• _Exercise_:
When you reach the line containing "let event = SessionEvent" in the records below, start copying exactly, and stop once you have copied the line containing "self.spawn_teardown(session_id.clone());".

• _Exercise data_:

//! Per-session broadcast channels and lifecycle
//!
//! Each session gets its own channel, created on first publish or
//! subscribe and torn down a grace period after the terminal event. The
//! bus lock is held across sequence assignment, replay-window append, and
//! broadcast, so subscribers attached under the same lock observe a
//! gapless, duplicate-free stream.

use std::collections::{HashMap, VecDeque};
use std::sync::{Arc, Mutex};
use std::time::Duration;

use chrono::Utc;
use tokio::sync::broadcast;
use tracing::{debug, warn};

use leseance::SessionId;

use crate::event::{EventKind, SessionEvent};

/// Per-subscriber broadcast buffer; a subscriber that falls further behind
/// than this is disconnected rather than stalling the publisher.
pub const DEFAULT_CHANNEL_CAPACITY: usize = 256;

/// Events kept for late subscribers of a non-terminal session.
pub const DEFAULT_REPLAY_WINDOW: usize = 64;

/// How long a terminal session's channel lingers for attached subscribers.
pub const DEFAULT_TEARDOWN_GRACE: Duration = Duration::from_secs(30);

/// Teardown re-checks before the channel is dropped regardless.
const MAX_TEARDOWN_CHECKS: u32 = 4;

/// Publish sink the orchestrator depends on; keeps it transport-agnostic.
pub trait EventSink: Send + Sync {
    /// Publish one event for `session_id`, assigning its sequence number.
    fn publish(
        &self,
        session_id: &SessionId,
        kind: EventKind,
        payload: serde_json::Value,
    ) -> SessionEvent;
}

struct SessionChannel {
    tx: broadcast::Sender<SessionEvent>,
    next_sequence: u64,
    replay: VecDeque<SessionEvent>,
    terminal: bool,
}

impl SessionChannel {
    fn new(capacity: usize) -> Self {
        let (tx, _) = broadcast::channel(capacity);
        Self {
            tx,
            next_sequence: 0,
            replay: VecDeque::new(),
            terminal: false,
        }
    }
}

/// Multi-subscriber, per-session event fan-out.
#[derive(Clone)]
pub struct EventBus {
    channels: Arc<Mutex<HashMap<SessionId, SessionChannel>>>,
    capacity: usize,
    replay_window: usize,
    teardown_grace: Duration,
}

impl EventBus {
    /// Create a bus with default buffering.
    pub fn new() -> Self {
        Self::with_settings(
            DEFAULT_CHANNEL_CAPACITY,
            DEFAULT_REPLAY_WINDOW,
            DEFAULT_TEARDOWN_GRACE,
        )
    }

    /// Create a bus with explicit buffer sizes and teardown grace.
    pub fn with_settings(capacity: usize, replay_window: usize, teardown_grace: Duration) -> Self {
        Self {
            channels: Arc::new(Mutex::new(HashMap::new())),
            capacity: capacity.max(1),
            replay_window,
            teardown_grace,
        }
    }

    /// Whether a live channel currently exists for `session_id`.
    pub fn is_active(&self, session_id: &SessionId) -> bool {
        self.channels
            .lock()
            .expect("event bus mutex poisoned")
            .contains_key(session_id)
    }

    /// Attach an observer, replaying the recent window first.
    ///
    /// The replay snapshot and the live receiver are taken under one lock,
    /// so the handed-back stream has no gap and no duplicate between them.
    pub fn subscribe(&self, session_id: &SessionId) -> EventStream {
        let mut channels = self.channels.lock().expect("event bus mutex poisoned");
        let channel = channels
            .entry(session_id.clone())
            .or_insert_with(|| SessionChannel::new(self.capacity));
        let pending: VecDeque<SessionEvent> = channel.replay.iter().cloned().collect();
        let rx = channel.tx.subscribe();
        debug!(session = %session_id, replayed = pending.len(), "subscriber attached");
        EventStream {
            pending,
            rx,
            lagged: false,
        }
    }

    fn spawn_teardown(&self, session_id: SessionId) {
        let channels = Arc::clone(&self.channels);
        let grace = self.teardown_grace;
        tokio::spawn(async move {
            for _ in 0..MAX_TEARDOWN_CHECKS {
                tokio::time::sleep(grace).await;
                let subscribers = channels
                    .lock()
                    .expect("event bus mutex poisoned")
                    .get(&session_id)
                    .map(|c| c.tx.receiver_count())
                    .unwrap_or(0);
                if subscribers == 0 {
                    break;
                }
            }
            channels
                .lock()
                .expect("event bus mutex poisoned")
                .remove(&session_id);
            debug!(session = %session_id, "session channel torn down");
        });
    }
}

impl Default for EventBus {
    fn default() -> Self {
        Self::new()
    }
}

impl EventSink for EventBus {
    fn publish(
        &self,
        session_id: &SessionId,
        kind: EventKind,
        payload: serde_json::Value,
    ) -> SessionEvent {
        let event = {
            let mut channels = self.channels.lock().expect("event bus mutex poisoned");
            let channel = channels
                .entry(session_id.clone())
                .or_insert_with(|| SessionChannel::new(self.capacity));
            if channel.terminal {
                warn!(session = %session_id, "event published after session terminal");
            }

            let event = SessionEvent {
                session_id: session_id.clone(),
                sequence: channel.next_sequence,
                kind,
                payload,
                timestamp: Utc::now(),
            };
            channel.next_sequence += 1;

            channel.replay.push_back(event.clone());
            while channel.replay.len() > self.replay_window {
                channel.replay.pop_front();
            }

            // No receivers is fine; the replay window covers late arrivals.
            let _ = channel.tx.send(event.clone());

            if kind.is_terminal() {
                channel.terminal = true;
            }
            event
        };

        if kind.is_terminal() {
            self.spawn_teardown(session_id.clone());
        }
        event
    }
}

/// A subscriber's view of one session's events.
pub struct EventStream {
    pending: VecDeque<SessionEvent>,
    rx: broadcast::Receiver<SessionEvent>,
    lagged: bool,
}

impl EventStream {
    /// Next event, or `None` once the stream ends.
    ///
    /// The stream ends when the channel is torn down, or when this
    /// subscriber fell behind its bounded buffer ([`Self::lagged`] is then
    /// set and the subscriber should resynchronize from the persisted step
    /// history).
    pub async fn next(&mut self) -> Option<SessionEvent> {
        if let Some(event) = self.pending.pop_front() {
            return Some(event);
        }
        match self.rx.recv().await {
            Ok(event) => Some(event),
            Err(broadcast::error::RecvError::Lagged(missed)) => {
                warn!(missed, "subscriber lagged past its buffer; disconnecting");
                self.lagged = true;
                None
            }
            Err(broadcast::error::RecvError::Closed) => None,
        }
    }

    /// Whether the stream ended because this subscriber fell behind.
    pub fn lagged(&self) -> bool {
        self.lagged
    }
}

#[cfg(test)]
mod tests {
    use super::*;
    use serde_json::json;

    fn sid(raw: &str) -> SessionId {
        SessionId::from_string(raw)
    }

    #[tokio::test]
    async fn live_subscriber_sees_ordered_sequence() {
        let bus = EventBus::new();
        let session = sid("s-order");
        let mut stream = bus.subscribe(&session);

        for i in 0..5 {
            bus.publish(&session, EventKind::StageProgress, json!({"attempt": i}));
        }

        let mut last = None;
        for _ in 0..5 {
            let event = stream.next().await.expect("event");
            if let Some(prev) = last {
                assert!(event.sequence > prev, "sequence must increase");
            }
            last = Some(event.sequence);
        }
        assert_eq!(last, Some(4));
    }

    #[tokio::test]
    async fn late_subscriber_replays_recent_events() {
        let bus = EventBus::new();
        let session = sid("s-late");

        bus.publish(&session, EventKind::StageStarted, json!({"stage": "format"}));
        bus.publish(&session, EventKind::StageCompleted, json!({"stage": "format"}));

        let mut stream = bus.subscribe(&session);
        let first = stream.next().await.expect("replayed event");
        let second = stream.next().await.expect("replayed event");
        assert_eq!(first.sequence, 0);
        assert_eq!(second.sequence, 1);
        assert_eq!(second.kind, EventKind::StageCompleted);
    }

    #[tokio::test]
    async fn replay_window_is_bounded() {
        let bus = EventBus::with_settings(256, 4, DEFAULT_TEARDOWN_GRACE);
        let session = sid("s-window");

        for i in 0..10 {
            bus.publish(&session, EventKind::StageProgress, json!({"i": i}));
        }

        let mut stream = bus.subscribe(&session);
        let first = stream.next().await.expect("replayed event");
        assert_eq!(first.sequence, 6, "only the last 4 events are replayable");
    }

    #[tokio::test]
    async fn slow_subscriber_is_disconnected_not_publisher() {
        let bus = EventBus::with_settings(4, 64, DEFAULT_TEARDOWN_GRACE);
        let session = sid("s-slow");
        let mut stream = bus.subscribe(&session);

        // Publisher keeps going far past the subscriber buffer.
        for i in 0..32 {
            bus.publish(&session, EventKind::StageProgress, json!({"i": i}));
        }

        assert!(stream.next().await.is_none());
        assert!(stream.lagged());
    }

    #[tokio::test(start_paused = true)]
    async fn terminal_channel_is_torn_down_after_grace() {
        let bus = EventBus::with_settings(16, 16, Duration::from_millis(50));
        let session = sid("s-teardown");

        bus.publish(&session, EventKind::SessionTerminal, json!({"status": "completed"}));
        assert!(bus.is_active(&session));

        tokio::time::sleep(Duration::from_millis(60)).await;
        // Let the teardown task run.
        tokio::task::yield_now().await;
        assert!(!bus.is_active(&session));
    }

    #[tokio::test(start_paused = true)]
    async fn fresh_resubscriber_sees_exactly_one_terminal() {
        let bus = EventBus::with_settings(16, 16, Duration::from_millis(50));
        let session = sid("s-once");

        bus.publish(&session, EventKind::StageCompleted, json!({"stage": "synthesize"}));
        bus.publish(&session, EventKind::SessionTerminal, json!({"status": "completed"}));

        // A subscriber that disconnects and comes back before teardown.
        let mut stream = bus.subscribe(&session);
        let mut terminals = 0;
        while let Some(event) = stream.next().await {
            if event.kind.is_terminal() {
                terminals += 1;
            }
        }
        assert_eq!(terminals, 1);
    }

    #[tokio::test]
    async fn sessions_do_not_share_sequences() {
        let bus = EventBus::new();
        let a = sid("s-a");
        let b = sid("s-b");

        let first_a = bus.publish(&a, EventKind::StageStarted, json!({}));
        let first_b = bus.publish(&b, EventKind::StageStarted, json!({}));
        assert_eq!(first_a.sequence, 0);
        assert_eq!(first_b.sequence, 0);
    }
}
//! Timeout/retry execution of one stage invocation
//!
//! Each attempt runs on its own task so a deadline miss abandons the work
//! instead of interrupting it: the spawned future may run to completion in
//! the background, but its result is never consumed. A panicking stage is
//! caught at the join boundary and reported as a failure, never unwinding
//! into the orchestration loop.

use std::sync::Arc;

use chrono::{DateTime, Utc};
use serde_json::{json, Value};
use tracing::{debug, warn};

use leflux::{EventKind, EventSink};

use crate::contract::{Stage, StageContext};
use crate::failure::StageError;

/// Summary of one driven stage invocation, retries included.
#[derive(Debug)]
pub struct StageOutcome {
    /// Name of the executed stage.
    pub stage_name: String,

    /// Attempts consumed, including the final one.
    pub attempts: u32,

    /// When the first attempt began.
    pub started_at: DateTime<Utc>,

    /// When the final attempt concluded.
    pub finished_at: DateTime<Utc>,

    /// Output payload, or the failure that exhausted the retry budget.
    pub result: Result<Value, StageError>,
}

impl StageOutcome {
    /// Displayable step-history summary.
    pub fn detail(&self) -> String {
        let elapsed = (self.finished_at - self.started_at).num_milliseconds().max(0);
        match &self.result {
            Ok(_) => format!(
                "completed in {}ms after {} attempt(s)",
                elapsed, self.attempts
            ),
            Err(e) => format!("{} after {} attempt(s)", e, self.attempts),
        }
    }
}

/// Executes stage invocations with bounded duration and declared retries.
pub struct StageRunner {
    sink: Arc<dyn EventSink>,
}

impl StageRunner {
    /// Create a runner publishing per-attempt progress to `sink`.
    pub fn new(sink: Arc<dyn EventSink>) -> Self {
        Self { sink }
    }

    /// Drive one stage to a terminal outcome.
    pub async fn execute(&self, stage: Arc<dyn Stage>, ctx: &StageContext) -> StageOutcome {
        let policy = stage.policy();
        let max_attempts = policy.max_attempts.max(1);
        let started_at = Utc::now();
        let mut attempt = 0u32;

        let failure = loop {
            attempt += 1;

            let handle = {
                let stage = Arc::clone(&stage);
                let ctx = ctx.clone();
                tokio::spawn(async move { stage.run(ctx).await })
            };

            let result = match tokio::time::timeout(policy.timeout, handle).await {
                // Deadline miss: the handle is dropped and the spawned work
                // abandoned; whatever it still produces is never consumed.
                Err(_) => Err(StageError::Timeout(policy.timeout)),
                Ok(Err(join_err)) => {
                    warn!(stage = stage.name(), error = %join_err, "stage task aborted");
                    Err(StageError::domain(format!("stage panicked: {join_err}")))
                }
                Ok(Ok(result)) => result,
            };

            match result {
                Ok(output) => {
                    debug!(stage = stage.name(), attempt, "stage succeeded");
                    return StageOutcome {
                        stage_name: stage.name().to_string(),
                        attempts: attempt,
                        started_at,
                        finished_at: Utc::now(),
                        result: Ok(output),
                    };
                }
                Err(failure) => {
                    let retryable = failure.retryable_by_default()
                        || (matches!(failure, StageError::Domain(_))
                            && policy.retry_domain_failures);
                    if retryable && attempt < max_attempts {
                        self.sink.publish(
                            &ctx.session_id,
                            EventKind::StageProgress,
                            json!({
                                "stage": stage.name(),
                                "attempt": attempt,
                                "max_attempts": max_attempts,
                                "error": failure.to_string(),
                                "retrying": true,
                            }),
                        );
                        tokio::time::sleep(policy.backoff).await;
                        continue;
                    }
                    break failure;
                }
            }
        };

        warn!(stage = stage.name(), attempts = attempt, error = %failure, "stage failed");
        StageOutcome {
            stage_name: stage.name().to_string(),
            attempts: attempt,
            started_at,
            finished_at: Utc::now(),
            result: Err(failure),
        }
    }
}
//! Live event streaming over WebSocket
//!
//! `GET /live/{id}` upgrades to a WebSocket delivering the session's
//! events until terminal or disconnect. Ownership is checked at connect
//! time. For a session that is already terminal with no live channel, one
//! terminal frame synthesized from the store is sent and the socket
//! closed; when a live channel exists its replay window already carries
//! the terminal event, so a fresh subscriber never sees it twice.

use axum::{
    extract::{
        ws::{Message, WebSocket, WebSocketUpgrade},
        Path, Query, State,
    },
    http::HeaderMap,
    response::Response,
};
use serde::Deserialize;
use serde_json::json;
use tracing::{debug, warn};

use leseance::{SessionId, SessionRecord};

use crate::auth::bearer_token;
use crate::error::{ApiError, ApiResult};
use crate::handlers::AppState;

/// Query parameters for the live endpoint
#[derive(Debug, Deserialize)]
pub struct LiveQuery {
    /// Identity token for clients that cannot set headers on upgrade
    pub token: Option<String>,
}

/// GET /live/:id - upgrade to a live event stream
pub async fn live_events(
    ws: WebSocketUpgrade,
    State(state): State<AppState>,
    Path(id): Path<String>,
    Query(params): Query<LiveQuery>,
    headers: HeaderMap,
) -> ApiResult<Response> {
    let token = bearer_token(&headers)
        .map(str::to_string)
        .or(params.token)
        .ok_or_else(|| ApiError::unauthorized("missing bearer token"))?;
    let user = state.verifier.verify(&token)?;

    let session_id = SessionId::from_string(id);
    let record = state
        .store
        .get(&session_id)
        .await?
        .ok_or_else(|| ApiError::not_found(format!("session {session_id}")))?;
    if record.user_id != user {
        return Err(ApiError::forbidden("session belongs to another user"));
    }

    // Once the channel is gone the store is authoritative; a single
    // synthesized terminal frame replaces the stream.
    let synthesize_terminal = record.is_terminal() && !state.bus.is_active(&session_id);

    Ok(ws.on_upgrade(move |socket| {
        stream_session(socket, state, session_id, record, synthesize_terminal)
    }))
}

async fn stream_session(
    mut socket: WebSocket,
    state: AppState,
    session_id: SessionId,
    record: SessionRecord,
    synthesize_terminal: bool,
) {
    if synthesize_terminal {
        let frame = json!({
            "session_id": session_id,
            "sequence": record.steps.len() as u64,
            "kind": "session_terminal",
            "payload": {
                "status": record.status.as_str(),
                "error": record.error,
                "result": record.result,
            },
            "timestamp": record.updated_at,
        });
        let _ = socket.send(Message::Text(frame.to_string())).await;
        let _ = socket.send(Message::Close(None)).await;
        return;
    }

    let mut stream = state.bus.subscribe(&session_id);
    loop {
        tokio::select! {
            maybe_event = stream.next() => match maybe_event {
                Some(event) => {
                    let terminal = event.kind.is_terminal();
                    if socket.send(Message::Text(event.to_json())).await.is_err() {
                        debug!(session = %session_id, "live subscriber went away");
                        return;
                    }
                    if terminal {
                        break;
                    }
                }
                None => {
                    if stream.lagged() {
                        warn!(session = %session_id, "live subscriber lagged; disconnecting");
                        let frame = json!({
                            "kind": "lagged",
                            "message": "event buffer overflow; refetch the session record",
                        });
                        let _ = socket.send(Message::Text(frame.to_string())).await;
                    }
                    break;
                }
            },
            incoming = socket.recv() => match incoming {
                // Clients may ping or send keep-alives; only close ends us.
                Some(Ok(Message::Close(_))) | Some(Err(_)) | None => {
                    debug!(session = %session_id, "live subscriber disconnected");
                    return;
                }
                Some(Ok(_)) => {}
            },
        }
    }
    let _ = socket.send(Message::Close(None)).await;
}
//! Usage aggregation stage

use std::collections::BTreeMap;
use std::sync::Arc;
use std::time::Duration;

use async_trait::async_trait;
use serde_json::{json, Value};

use leseance::{SessionStatus, SessionStore};

use crate::contract::{Stage, StageContext, StagePolicy};
use crate::failure::StageError;

/// History depth the aggregation reads.
const HISTORY_LIMIT: usize = 100;

/// Aggregates the caller's session history into dashboard data.
///
/// The one stage allowed a read-only handle on the session store.
pub struct AggregateUsageStage {
    store: Arc<dyn SessionStore>,
}

impl AggregateUsageStage {
    /// Create the stage reading history from `store`.
    pub fn new(store: Arc<dyn SessionStore>) -> Self {
        Self { store }
    }
}

#[async_trait]
impl Stage for AggregateUsageStage {
    fn name(&self) -> &'static str {
        "aggregate_usage"
    }

    fn policy(&self) -> StagePolicy {
        StagePolicy {
            timeout: Duration::from_secs(30),
            ..StagePolicy::default()
        }
    }

    async fn run(&self, ctx: StageContext) -> Result<Value, StageError> {
        let sessions = self
            .store
            .list_for_user(&ctx.user_id, HISTORY_LIMIT)
            .await
            .map_err(|e| StageError::infrastructure(format!("session store: {e}")))?;

        let total = sessions.len();
        let completed = sessions
            .iter()
            .filter(|s| s.status == SessionStatus::Completed)
            .count();
        let mut by_kind: BTreeMap<&str, u64> = BTreeMap::new();
        let mut by_status: BTreeMap<&str, u64> = BTreeMap::new();
        for session in &sessions {
            *by_kind.entry(session.kind.as_str()).or_default() += 1;
            *by_status.entry(session.status.as_str()).or_default() += 1;
        }
        let success_rate = if total > 0 {
            (completed as f64 / total as f64) * 100.0
        } else {
            0.0
        };

        let mut insights = Vec::new();
        if total > 0 {
            insights.push(format!("Your success rate is {success_rate:.1}%"));
            if let Some((kind, count)) = by_kind.iter().max_by_key(|(_, c)| **c) {
                insights.push(format!("Most used service: {kind} ({count} sessions)"));
            }
        }

        let mut recommendations = vec![
            "Try different services to vary your learning material".to_string(),
            "Upload high-quality reference media for better results".to_string(),
        ];
        let videos = by_kind.get("video-generation").copied().unwrap_or(0);
        let schedules = by_kind.get("course-schedule").copied().unwrap_or(0);
        if videos > schedules {
            recommendations
                .push("Consider the course scheduler to organize your studies".to_string());
        }

        Ok(json!({
            "data": {
                "total_sessions": total,
                "completed_sessions": completed,
                "success_rate": success_rate,
                "by_kind": by_kind,
                "by_status": by_status,
            },
            "insights": insights,
            "recommendations": recommendations,
        }))
    }
}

• _The answer_:
            let event = SessionEvent {
                session_id: session_id.clone(),
                sequence: channel.next_sequence,
                kind,
                payload,
                timestamp: Utc::now(),
            };
            channel.next_sequence += 1;

            channel.replay.push_back(event.clone());
            while channel.replay.len() > self.replay_window {
                channel.replay.pop_front();
            }

            // No receivers is fine; the replay window covers late arrivals.
            let _ = channel.tx.send(event.clone());

            if kind.is_terminal() {
                channel.terminal = true;
            }
            event
        };

        if kind.is_terminal() {
            self.spawn_teardown(session_id.clone());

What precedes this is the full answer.